APR
A misguided, but common, approach to mortgage shopping is to compare
interest rates. Under this system, the offer with the lowest interest
equals the best mortgage rate. The savvy shopper will focus on the
annual percentage rate (APR) for comparison purposes. More often
than not, this figure will point you in the right direction.
The principle underlying APR is that shoppers need a basis for
comparison that includes all of the costs of a mortgage, which includes
the interest rate as well as upfront fees like points and closing
costs. The APR, then, was designed to be all-inclusive.
Interest rates, on the other hand, are far from all-inclusive.

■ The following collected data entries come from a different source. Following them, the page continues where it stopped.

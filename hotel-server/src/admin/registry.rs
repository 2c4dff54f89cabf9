//! Admin model registry
//!
//! Each record type describes itself through [`ModelAdmin`]; an
//! [`AdminSite`] collects the descriptions in registration order so the
//! console can scaffold list and edit screens without per-model code.

use crate::utils::{AppError, AppResult, EntityCodes, ErrorCode};
use serde::Serialize;

/// Form widget / storage kind of a field
#[derive(Debug, Clone, Copy, PartialEq, Eq, Serialize)]
#[serde(rename_all = "snake_case")]
pub enum FieldKind {
    Char,
    Text,
    Email,
    Integer,
    Decimal,
    Date,
    DateTime,
    Choice,
    ForeignKey,
    Password,
    Boolean,
}

/// What happens to referencing rows when the target is deleted
#[derive(Debug, Clone, Copy, PartialEq, Eq, Serialize)]
#[serde(rename_all = "snake_case")]
pub enum OnDelete {
    /// Delete is rejected while references exist
    Protect,
    /// Referencing rows are deleted too
    Cascade,
}

/// One allowed value of a choice field
#[derive(Debug, Clone, PartialEq, Eq, Serialize)]
pub struct Choice {
    pub value: &'static str,
    pub label: &'static str,
}

/// Foreign key target
#[derive(Debug, Clone, Copy, PartialEq, Eq, Serialize)]
pub struct Reference {
    /// Registry name of the referenced model
    pub model: &'static str,
    pub on_delete: OnDelete,
}

/// Field description
#[derive(Debug, Clone, PartialEq, Eq, Serialize)]
pub struct FieldMeta {
    pub name: &'static str,
    pub kind: FieldKind,
    pub required: bool,
    pub unique: bool,
    #[serde(skip_serializing_if = "Option::is_none")]
    pub max_length: Option<usize>,
    /// `(max_digits, decimal_places)` for decimal fields
    #[serde(skip_serializing_if = "Option::is_none")]
    pub precision: Option<(u32, u32)>,
    #[serde(skip_serializing_if = "Vec::is_empty")]
    pub choices: Vec<Choice>,
    #[serde(skip_serializing_if = "Option::is_none")]
    pub default: Option<&'static str>,
    #[serde(skip_serializing_if = "Option::is_none")]
    pub references: Option<Reference>,
    /// Auto-set fields (timestamps) are shown but not editable
    pub editable: bool,
}

impl FieldMeta {
    fn new(name: &'static str, kind: FieldKind) -> Self {
        Self {
            name,
            kind,
            required: true,
            unique: false,
            max_length: None,
            precision: None,
            choices: Vec::new(),
            default: None,
            references: None,
            editable: true,
        }
    }

    pub fn char(name: &'static str, max_length: usize) -> Self {
        Self {
            max_length: Some(max_length),
            ..Self::new(name, FieldKind::Char)
        }
    }

    pub fn text(name: &'static str) -> Self {
        Self::new(name, FieldKind::Text)
    }

    pub fn email(name: &'static str, max_length: usize) -> Self {
        Self {
            max_length: Some(max_length),
            ..Self::new(name, FieldKind::Email)
        }
    }

    pub fn password(name: &'static str, max_length: usize) -> Self {
        Self {
            max_length: Some(max_length),
            ..Self::new(name, FieldKind::Password)
        }
    }

    pub fn integer(name: &'static str) -> Self {
        Self::new(name, FieldKind::Integer)
    }

    pub fn boolean(name: &'static str) -> Self {
        Self::new(name, FieldKind::Boolean)
    }

    pub fn decimal(name: &'static str, max_digits: u32, decimal_places: u32) -> Self {
        Self {
            precision: Some((max_digits, decimal_places)),
            ..Self::new(name, FieldKind::Decimal)
        }
    }

    pub fn date(name: &'static str) -> Self {
        Self::new(name, FieldKind::Date)
    }

    pub fn datetime(name: &'static str) -> Self {
        Self::new(name, FieldKind::DateTime)
    }

    pub fn choice(name: &'static str, choices: Vec<Choice>) -> Self {
        Self {
            choices,
            ..Self::new(name, FieldKind::Choice)
        }
    }

    pub fn foreign_key(name: &'static str, model: &'static str, on_delete: OnDelete) -> Self {
        Self {
            references: Some(Reference { model, on_delete }),
            ..Self::new(name, FieldKind::ForeignKey)
        }
    }

    pub fn optional(mut self) -> Self {
        self.required = false;
        self
    }

    pub fn unique(mut self) -> Self {
        self.unique = true;
        self
    }

    pub fn with_default(mut self, default: &'static str) -> Self {
        self.default = Some(default);
        self.required = false;
        self
    }

    /// Set once on insert, read-only afterwards
    pub fn auto_now_add(mut self) -> Self {
        self.editable = false;
        self.required = false;
        self
    }
}

/// Admin description of a record type
pub trait ModelAdmin {
    /// Registry name, matches the `model` tag of `AdminIntent`
    const MODEL: &'static str;
    const TABLE: &'static str;
    const VERBOSE_NAME: &'static str;
    const VERBOSE_NAME_PLURAL: &'static str;
    /// Error codes reported for this model's storage failures
    const CODES: EntityCodes;

    /// Editable and displayed fields, in form order
    fn fields() -> Vec<FieldMeta>;

    fn meta() -> ModelMeta {
        ModelMeta {
            model: Self::MODEL,
            table: Self::TABLE,
            verbose_name: Self::VERBOSE_NAME,
            verbose_name_plural: Self::VERBOSE_NAME_PLURAL,
            fields: Self::fields(),
            codes: Self::CODES,
        }
    }
}

/// Registered model metadata
#[derive(Debug, Clone, PartialEq, Eq, Serialize)]
pub struct ModelMeta {
    pub model: &'static str,
    pub table: &'static str,
    pub verbose_name: &'static str,
    pub verbose_name_plural: &'static str,
    pub fields: Vec<FieldMeta>,
    #[serde(skip)]
    pub codes: EntityCodes,
}

impl ModelMeta {
    pub fn field(&self, name: &str) -> Option<&FieldMeta> {
        self.fields.iter().find(|f| f.name == name)
    }
}

/// Ordered set of models exposed to the admin console
#[derive(Debug, Clone, Default)]
pub struct AdminSite {
    models: Vec<ModelMeta>,
}

impl AdminSite {
    pub fn new() -> Self {
        Self::default()
    }

    /// Register a model; each model may be registered once
    pub fn register<M: ModelAdmin>(&mut self) -> AppResult<()> {
        if self.is_registered(M::MODEL) {
            return Err(AppError::with_message(
                ErrorCode::ModelAlreadyRegistered,
                format!("Model '{}' is already registered", M::MODEL),
            )
            .with_detail("model", M::MODEL));
        }
        tracing::debug!(model = M::MODEL, "Admin model registered");
        self.models.push(M::meta());
        Ok(())
    }

    /// Registered models in registration order
    pub fn models(&self) -> &[ModelMeta] {
        &self.models
    }

    pub fn get(&self, model: &str) -> Option<&ModelMeta> {
        self.models.iter().find(|m| m.model == model)
    }

    pub fn is_registered(&self, model: &str) -> bool {
        self.get(model).is_some()
    }

    /// Look up a model, failing with `ModelNotRegistered`
    pub fn require(&self, model: &str) -> AppResult<&ModelMeta> {
        self.get(model).ok_or_else(|| {
            AppError::with_message(
                ErrorCode::ModelNotRegistered,
                format!("Model '{model}' is not registered"),
            )
            .with_detail("model", model)
        })
    }

    pub fn len(&self) -> usize {
        self.models.len()
    }

    pub fn is_empty(&self) -> bool {
        self.models.is_empty()
    }
}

A low interest rate might be undermined by hidden fees that will
significantly raise the total cost of the loan. That’s why
a shopper who gives all their attention to interest rate comparison
might be missing out on the bigger picture, thus missing out on
the best mortgage rate.
Thankfully, there are laws regulating the industry. These laws
state that mortgage lenders must advertise their APR. As a result,
it has become more difficult to obscure fees from the borrower.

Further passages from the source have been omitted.